Re: Why Single Inheritance Restriction?
Richard Kelsey 20 Sep 2005 14:29 UTC
From: Michael Sperber <xxxxxx@informatik.uni-tuebingen.de>
Date: Tue, 20 Sep 2005 12:21:39 +0200
Multiple inheritance sure would enhance the functionality, but I guess
we thought that the added usefuless was too small to justify the
significant complications in semantics and implementation.
It's usefulness is small unless you want multiple inheritance,
in which case it is required. Given all of the bells and whistles,
my assumption is that the authors want this to be the be all and
end all of record proposals. Leaving out multiple inheritance
means that someone else is going to write a record SRFI that
provides it.
I have trouble following your rationale---if you haven't found
multiple inheritance useful, why is adding it better than leaving it
out if single inheritance stays in?
Because 'no inheritance' and 'multiple inheritance' are the
two ends of the spectrum. 'Single inheritance only' is in
the middle. You need two rationales, one why inheritance is
needed and the other why single inheritance is enough.

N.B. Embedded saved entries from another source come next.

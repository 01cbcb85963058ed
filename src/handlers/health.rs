use axum::{Json, http::StatusCode};
use serde::Serialize;

pub const RUNNING_MESSAGE: &str = "App's running!";

#[derive(Debug, Serialize)]
pub struct AppRunning {
    pub success: bool,
    pub message: &'static str,
}

/// GET /test -> liveness probe; independent of auth and database state.
pub async fn app_running() -> (StatusCode, Json<AppRunning>) {
    (
        StatusCode::OK,
        Json(AppRunning {
            success: true,
            message: RUNNING_MESSAGE,
        }),
    )
}
use axum::{
    Router,
    extract::{Path, Query, State},
    response::{Html, IntoResponse, Redirect, Response},
    routing::get,
};
use chrono::NaiveDate;
use serde::Deserialize;
use serde_json::{Value, json};
use tracing::info;

use crate::db::{Author, BookFilter, LibraryStorage, NewBook};
use crate::error::AppError;
use crate::handlers::payload::{FormOrJson, text_or_number};
use crate::router::AppState;
use crate::views::ViewLocals;

const DATE_FORMAT: &str = "%Y-%m-%d";

pub fn router() -> Router<AppState> {
    Router::new()
        .route("/", get(list).post(create))
        .route("/new", get(new_form))
        .route("/{id}", get(show).put(update).delete(destroy))
        .route("/{id}/edit", get(edit_form))
}

#[derive(Debug, Default, Deserialize)]
pub struct BookSearch {
    pub title: Option<String>,
    #[serde(rename = "publishedBefore")]
    pub published_before: Option<String>,
    #[serde(rename = "publishedAfter")]
    pub published_after: Option<String>,
}

impl BookSearch {
    /// Unparseable dates are ignored rather than rejected.
    fn to_filter(&self) -> BookFilter {
        BookFilter {
            title: self.title.clone().filter(|t| !t.trim().is_empty()),
            published_before: parse_date(self.published_before.as_deref()),
            published_after: parse_date(self.published_after.as_deref()),
        }
    }
}

#[derive(Debug, Default, Deserialize)]
pub struct BookForm {
    #[serde(default)]
    pub title: String,
    #[serde(default, deserialize_with = "text_or_number")]
    pub author: String,
    #[serde(default, rename = "publishDate")]
    pub publish_date: String,
    #[serde(default, rename = "pageCount", deserialize_with = "text_or_number")]
    pub page_count: String,
    #[serde(default)]
    pub description: String,
}

impl BookForm {
    pub fn validate(&self) -> Result<NewBook, &'static str> {
        let title = self.title.trim();
        if title.is_empty() {
            return Err("Title is required");
        }
        let author_id = self
            .author
            .trim()
            .parse::<i64>()
            .map_err(|_| "Author is required")?;
        let publish_date =
            parse_date(Some(&self.publish_date)).ok_or("Publish date must be YYYY-MM-DD")?;
        let page_count = self
            .page_count
            .trim()
            .parse::<i64>()
            .ok()
            .filter(|n| *n > 0)
            .ok_or("Page count must be a positive number")?;
        let description = Some(self.description.trim())
            .filter(|d| !d.is_empty())
            .map(str::to_string);

        Ok(NewBook {
            title: title.to_string(),
            description,
            publish_date,
            page_count,
            author_id,
        })
    }

    /// Values echoed back into the form when it is re-rendered.
    fn to_view(&self, id: Option<i64>) -> Value {
        json!({
            "id": id,
            "title": self.title,
            "publishDate": self.publish_date,
            "pageCount": self.page_count,
            "description": self.description,
        })
    }
}

fn parse_date(raw: Option<&str>) -> Option<NaiveDate> {
    let raw = raw?.trim();
    NaiveDate::parse_from_str(raw, DATE_FORMAT).ok()
}

/// Author options for the form's select box.
fn author_options(authors: &[Author], selected: Option<i64>) -> Value {
    authors
        .iter()
        .map(|a| json!({ "id": a.id, "name": a.name, "selected": Some(a.id) == selected }))
        .collect()
}

async fn render_form(
    state: &AppState,
    storage: &LibraryStorage,
    locals: &ViewLocals,
    view: &str,
    book: Value,
    selected_author: Option<i64>,
    error: Option<&str>,
) -> Result<Html<String>, AppError> {
    let authors = storage.list_authors(None).await?;
    state.views.render_page(
        view,
        locals,
        json!({
            "book": book,
            "authors": author_options(&authors, selected_author),
            "errorMessage": error,
        }),
    )
}

/// GET /books -> search by title and publish date range.
pub async fn list(
    State(state): State<AppState>,
    locals: ViewLocals,
    Query(search): Query<BookSearch>,
) -> Result<Html<String>, AppError> {
    let books = state.db.storage()?.list_books(&search.to_filter()).await?;
    state.views.render_page(
        "books/index",
        &locals,
        json!({
            "books": books,
            "searchOptions": {
                "title": search.title,
                "publishedBefore": search.published_before,
                "publishedAfter": search.published_after,
            }
        }),
    )
}

/// GET /books/new
pub async fn new_form(
    State(state): State<AppState>,
    locals: ViewLocals,
) -> Result<Html<String>, AppError> {
    let storage = state.db.storage()?;
    let blank = BookForm::default().to_view(None);
    render_form(&state, storage, &locals, "books/new", blank, None, None).await
}

/// POST /books
pub async fn create(
    State(state): State<AppState>,
    locals: ViewLocals,
    FormOrJson(form): FormOrJson<BookForm>,
) -> Result<Response, AppError> {
    let storage = state.db.storage()?;
    let book = match validated(storage, &form).await? {
        Ok(book) => book,
        Err(message) => {
            let selected = form.author.trim().parse().ok();
            let page = render_form(
                &state,
                storage,
                &locals,
                "books/new",
                form.to_view(None),
                selected,
                Some(message),
            )
            .await?;
            return Ok(page.into_response());
        }
    };

    let id = storage.insert_book(&book).await?;
    info!(id, author_id = book.author_id, "book created");
    Ok(Redirect::to(&format!("/books/{id}")).into_response())
}

/// GET /books/{id}
pub async fn show(
    State(state): State<AppState>,
    locals: ViewLocals,
    Path(id): Path<i64>,
) -> Result<Html<String>, AppError> {
    let book = state.db.storage()?.get_book(id).await?;
    state
        .views
        .render_page("books/show", &locals, json!({ "book": book }))
}

/// GET /books/{id}/edit
pub async fn edit_form(
    State(state): State<AppState>,
    locals: ViewLocals,
    Path(id): Path<i64>,
) -> Result<Html<String>, AppError> {
    let storage = state.db.storage()?;
    let book = storage.get_book(id).await?;
    let view = json!({
        "id": book.id,
        "title": book.title,
        "publishDate": book.publish_date.format(DATE_FORMAT).to_string(),
        "pageCount": book.page_count,
        "description": book.description,
    });
    render_form(
        &state,
        storage,
        &locals,
        "books/edit",
        view,
        Some(book.author_id),
        None,
    )
    .await
}

/// PUT /books/{id}
pub async fn update(
    State(state): State<AppState>,
    locals: ViewLocals,
    Path(id): Path<i64>,
    FormOrJson(form): FormOrJson<BookForm>,
) -> Result<Response, AppError> {
    let storage = state.db.storage()?;
    // 404 before validation so a missing book is never re-rendered as a form.
    storage.get_book(id).await?;

    let book = match validated(storage, &form).await? {
        Ok(book) => book,
        Err(message) => {
            let selected = form.author.trim().parse().ok();
            let page = render_form(
                &state,
                storage,
                &locals,
                "books/edit",
                form.to_view(Some(id)),
                selected,
                Some(message),
            )
            .await?;
            return Ok(page.into_response());
        }
    };

    storage.update_book(id, &book).await?;
    info!(id, "book updated");
    Ok(Redirect::to(&format!("/books/{id}")).into_response())
}

/// DELETE /books/{id}
pub async fn destroy(
    State(state): State<AppState>,
    Path(id): Path<i64>,
) -> Result<Redirect, AppError> {
    state.db.storage()?.delete_book(id).await?;
    info!(id, "book deleted");
    Ok(Redirect::to("/books"))
}

/// Form validation plus the author existence check. The outer error is a
/// storage failure; the inner one a message for the form.
async fn validated(
    storage: &LibraryStorage,
    form: &BookForm,
) -> Result<Result<NewBook, &'static str>, AppError> {
    let book = match form.validate() {
        Ok(book) => book,
        Err(message) => return Ok(Err(message)),
    };
    match storage.get_author(book.author_id).await {
        Ok(_) => Ok(Ok(book)),
        Err(AppError::NotFound) => Ok(Err("Author does not exist")),
        Err(e) => Err(e),
    }
}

Also, could you elaborate what
you mean by "as far as the predicates are concerned"?
It's clear how multiple inheritance works with the predicates.
How it works with the initializers isn't so obvious. For that
matter, I am not sure how the initializers work for single
inheritance. Are the supertype initializers called? In some
particular order? What are the semantics of a partially
initialized record? This is a problem for Java programs; it
would be nice to avoid it in Scheme.